India is the world’s leading vaccine manufacturer and will produce many of the low-cost (non-mRNA) vaccines needed for the developing world. Moreover, as digitization rapidly increases both domestically and internationally in 2022 and beyond, India’s deep technology talent market may be a major beneficiary.
Furthermore, India is poised to benefit from other significant long-term structural tailwinds such as demographics, labor shifting away from agriculture into higher productivity sectors, urbanization, an aspirational and entrepreneurial population, and low household debt. Finally, significant reforms such as the Goods and Services Tax and the new bankruptcy code—alongside an unprecedented focus on economic reform and privatization initiated in the Modi government’s 2021 National Budget—have begun to bolster its economy.

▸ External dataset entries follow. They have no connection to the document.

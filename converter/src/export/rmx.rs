//! Compact asset format.
//!
//! Produces a [`DocumentJson`] descriptor and the binary buffer its
//! [`DataChunk`]s point into. Chunk indices are local to the chunk; they are
//! written as `uint16` when the chunk has at most 65536 vertices and as
//! `uint32` otherwise.

use std::path::Path;

use serde::Serialize;

use crate::animation::AnimationData;
use crate::convert::ConvertedScene;
use crate::document::MaterialSource;
use crate::error::{ConvertError, Result};
use crate::math::{mat4_to_col_major, quat_to_array};
use crate::mesh::{BoundingBox, GeometryChunk, MAX_BONES};
use crate::options::{ExportOptions, ExportPrecision};
use crate::profiling::profile_function;

use super::data_chunk::{DataChunk, DataChunkBuilder};
use super::round_array;

#[derive(Debug, Clone, PartialEq, Serialize)]
pub struct DocumentJson {
    pub info: InfoJson,
    pub materials: Vec<MaterialJson>,
    pub chunks: Vec<ChunkJson>,
    pub bones: Vec<BoneJson>,
    pub animations: Vec<AnimationJson>,
}

#[derive(Debug, Clone, PartialEq, Serialize)]
pub struct InfoJson {
    /// Extents of all chunks.
    pub bounding_box: BoundingBox,
}

#[derive(Debug, Clone, PartialEq, Serialize)]
pub struct MaterialJson {
    pub name: String,
    pub diffuse: Option<String>,
    pub specular: Option<String>,
    pub normal: Option<String>,
}

#[derive(Debug, Clone, PartialEq, Serialize)]
pub struct ChunkJson {
    pub name: String,
    /// Index into `materials`.
    pub material: Option<usize>,
    pub vertex_count: usize,
    pub triangle_count: usize,
    pub indices: DataChunk,
    pub position: DataChunk,
    pub normal: Option<DataChunk>,
    pub texcoord: Option<DataChunk>,
    pub boneweight: Option<DataChunk>,
    pub boneindex: Option<DataChunk>,
    pub bounding_box: BoundingBox,
}

#[derive(Debug, Clone, PartialEq, Serialize)]
pub struct BoneJson {
    pub name: String,
    /// Parent bone index, `-1` for roots.
    pub parent: i64,
    /// Whether skin data references the bone.
    pub skinned: bool,
    /// Column-major inverse bind matrix.
    pub inv_bind_mat: [f32; 16],
    pub pos: [f32; 3],
    /// `[x, y, z, w]`.
    pub rot: [f32; 4],
    pub scl: [f32; 3],
}

#[derive(Debug, Clone, PartialEq, Serialize)]
pub struct AnimationJson {
    pub name: String,
    pub frames: usize,
    pub fps: f32,
    pub tracks: Vec<TrackJson>,
}

/// Sampled components of one bone. Pruned components are `null`.
#[derive(Debug, Clone, PartialEq, Serialize)]
pub struct TrackJson {
    pub bone: usize,
    pub pos: Option<DataChunk>,
    pub rot: Option<DataChunk>,
    pub scl: Option<DataChunk>,
}

/// Descriptor plus the binary buffer it references.
#[derive(Debug, Clone, PartialEq)]
pub struct ExportedAsset {
    pub json: DocumentJson,
    pub data: Vec<u8>,
}

impl ExportedAsset {
    pub fn to_json_string(&self) -> Result<String> {
        Ok(serde_json::to_string_pretty(&self.json)?)
    }

    /// Write the descriptor and the binary buffer to two files.
    pub fn write(&self, json_path: &Path, data_path: &Path) -> Result<()> {
        std::fs::write(json_path, self.to_json_string()?)?;
        std::fs::write(data_path, &self.data)?;
        log::info!(
            "Wrote {} ({} bytes of chunk data)",
            json_path.display(),
            self.data.len()
        );
        Ok(())
    }
}

struct RmxWriter {
    builder: DataChunkBuilder,
    precision: ExportPrecision,
}

impl RmxWriter {
    // -- Step 1: Materials ---------------------------------------------------

    fn build_materials(materials: &[MaterialSource]) -> Vec<MaterialJson> {
        materials
            .iter()
            .map(|m| MaterialJson {
                name: m.name.clone(),
                diffuse: m.diffuse.clone(),
                specular: m.specular.clone(),
                normal: m.normal.clone(),
            })
            .collect()
    }

    // -- Step 2: Chunks ------------------------------------------------------

    fn build_chunk(&mut self, chunk: &GeometryChunk) -> ChunkJson {
        let p = self.precision;
        let local = chunk.local_indices();
        let indices = if chunk.vertex_count() <= u16::MAX as usize + 1 {
            let narrow: Vec<u16> = local.iter().map(|&i| i as u16).collect();
            self.builder.push(&narrow, 3)
        } else {
            self.builder.push(&local, 3)
        };
        let position = self.builder.push_rounded(&chunk.positions(), 3, p.position);
        let normal = chunk
            .normals()
            .map(|n| self.builder.push_rounded(&n, 3, p.normal));
        let texcoord = chunk
            .texcoords()
            .map(|t| self.builder.push_rounded(&t, 2, p.texcoord));
        let (boneweight, boneindex) = match (chunk.bone_weights(), chunk.bone_indices()) {
            (Some(weights), Some(bones)) => (
                Some(self.builder.push_rounded(&weights, 4, p.boneweight)),
                Some(self.builder.push(&bones, 4)),
            ),
            _ => (None, None),
        };

        ChunkJson {
            name: chunk.name.clone(),
            material: chunk.material,
            vertex_count: chunk.vertex_count(),
            triangle_count: chunk.triangle_count(),
            indices,
            position,
            normal,
            texcoord,
            boneweight,
            boneindex,
            bounding_box: *chunk.bounding_box(),
        }
    }

    // -- Step 3: Bones -------------------------------------------------------

    fn build_bones(&self, scene: &ConvertedScene) -> Result<Vec<BoneJson>> {
        let Some(skeleton) = scene.skeleton() else {
            return Ok(Vec::new());
        };
        if skeleton.len() > MAX_BONES {
            return Err(ConvertError::TooManyBones {
                count: skeleton.len(),
            });
        }
        let p = self.precision;
        Ok(skeleton
            .bones
            .iter()
            .enumerate()
            .map(|(i, bone)| {
                let rest = scene.bone_rest_pose(i);
                let inv_bind_mat = mat4_to_col_major(&bone.inv_bind_matrix);
                BoneJson {
                    name: bone.name.clone(),
                    parent: bone.parent.map_or(-1, |parent| parent as i64),
                    skinned: bone.attached_to_skin,
                    inv_bind_mat: round_array(inv_bind_mat, p.matrix),
                    pos: round_array(rest.pos.into(), p.translation),
                    rot: round_array(rest.rot_array(), p.rotation),
                    scl: round_array(rest.scl.into(), p.scale),
                }
            })
            .collect())
    }

    // -- Step 4: Animations --------------------------------------------------

    fn build_animation(&mut self, clip: &AnimationData) -> AnimationJson {
        let p = self.precision;
        let tracks = clip
            .tracks
            .iter()
            .map(|track| TrackJson {
                bone: track.bone,
                pos: track.pos.as_ref().map(|v| {
                    let flat: Vec<f32> = v.iter().flat_map(|t| [t.x, t.y, t.z]).collect();
                    self.builder.push_rounded(&flat, 3, p.translation)
                }),
                rot: track.rot.as_ref().map(|v| {
                    let flat: Vec<f32> = v.iter().flat_map(|&q| quat_to_array(q)).collect();
                    self.builder.push_rounded(&flat, 4, p.rotation)
                }),
                scl: track.scl.as_ref().map(|v| {
                    let flat: Vec<f32> = v.iter().flat_map(|s| [s.x, s.y, s.z]).collect();
                    self.builder.push_rounded(&flat, 3, p.scale)
                }),
            })
            .collect();
        AnimationJson {
            name: clip.name.clone(),
            frames: clip.keyframes,
            fps: clip.fps,
            tracks,
        }
    }
}

/// Export a converted scene to the compact format.
///
/// Fails only if the skeleton cannot be addressed with 8-bit bone indices.
pub fn export_rmx(scene: &ConvertedScene, options: &ExportOptions) -> Result<ExportedAsset> {
    profile_function!();
    let mut writer = RmxWriter {
        builder: DataChunkBuilder::new(),
        precision: options.precision,
    };

    let materials = RmxWriter::build_materials(&scene.materials);
    let chunks: Vec<ChunkJson> = scene
        .geometry
        .iter()
        .flat_map(|g| g.chunks.iter())
        .map(|chunk| writer.build_chunk(chunk))
        .collect();
    let bones = writer.build_bones(scene)?;
    let animations = scene
        .animations
        .iter()
        .map(|clip| writer.build_animation(clip))
        .collect();

    let mut bounding_box = chunks
        .iter()
        .fold(BoundingBox::EMPTY, |acc, c| acc.union(&c.bounding_box));
    // Infinite extents would serialize as null.
    if bounding_box.is_empty() {
        bounding_box = BoundingBox::new([0.0; 3], [0.0; 3]);
    }

    let data = writer.builder.finish();
    log::info!(
        "Exported {} chunks, {} bones, {} animations ({} bytes)",
        chunks.len(),
        bones.len(),
        scene.animations.len(),
        data.len()
    );
    Ok(ExportedAsset {
        json: DocumentJson {
            info: InfoJson { bounding_box },
            materials,
            chunks,
            bones,
            animations,
        },
        data,
    })
}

“Momentous changes have taken place in India over the past 12 months that I believe have helped to fast-track the country’s nascent growth story. It’s now clear that Indian Prime Minister Narendra Modi is going all out to spur an economic renaissance.” – Niraj Bhagwat, Equity Portfolio Manager
India’s private markets may also signal its promising future. Estimates range from 40 to 100+ unicorns (private companies with >US $1 billion valuations) that are beginning to IPO.1 As this listing trend continues, US $250 billion or more of new market cap may be created.1 These companies may further diversify the public markets and offer attractive opportunities to public-market investors.
Thematic Opportunities
Across the diverse range of countries within EMs, many of our investors are finding attractive opportunities for the year ahead within a common set of thematic areas.
“For instance, the impacts of smart data and the growing access to quality healthcare are among the long-term opportunities we find attractive in EMs in 2022.” – Dáire Dunne, CFA, Portfolio Manager
Smart Data: As EMs continue their transition away from manufacturing economies to service/digital economies, they increasingly look to unlock productivity gains from enterprise intelligence. This trend has seen software spending steadily increase, following a similar path to developed markets (DM), but from a much lower base. In China, for example, public-cloud spending was only 11% of the US equivalent in 2020.2 Notably, the growth of cloud computing is driving greater affordability and availability of software solutions and, when combined with rising labor costs and more data to process, is accelerating this structural shift. In our view, software spending across the stack—in things such as Enterprise Resource Planning and cybersecurity—has a long runway for growth across EMs in 2022 and beyond.
Healthcare Inclusion: The vast majority of the world’s population lives in developing economies and most still have inadequate access to healthcare. Healthcare spending across low- and middle-income countries was only US $264 per capita in 2018, compared with US $5,665 in high-income countries—a difference of more than 20 times. However, between 2000 and 2018, spending grew almost twice as fast in low- and middle-income countries relative to high-income countries.3 This was driven in part by an increasing government policy focus on supporting investment in public health. In addition, medical-research spending is rapidly accelerating, particularly in China. We believe these factors make healthcare inclusion a significant long-term thematic opportunity.
Other broad areas of interest for EM investors in 2022 include the deepening of financial markets (driving inclusion and supporting development), digital connectivity (e.g., the growth of e-commerce and online leisure), and environmental consciousness (a rising focus in a world of climate change).
Bottom Line
Looking to 2022, in our view, EM offers equity investors high growth potential and significantly lower valuations than DM. For long-term investors that are willing to use volatility as an opportunity, we see a range of investment opportunities within the diverse EM universe.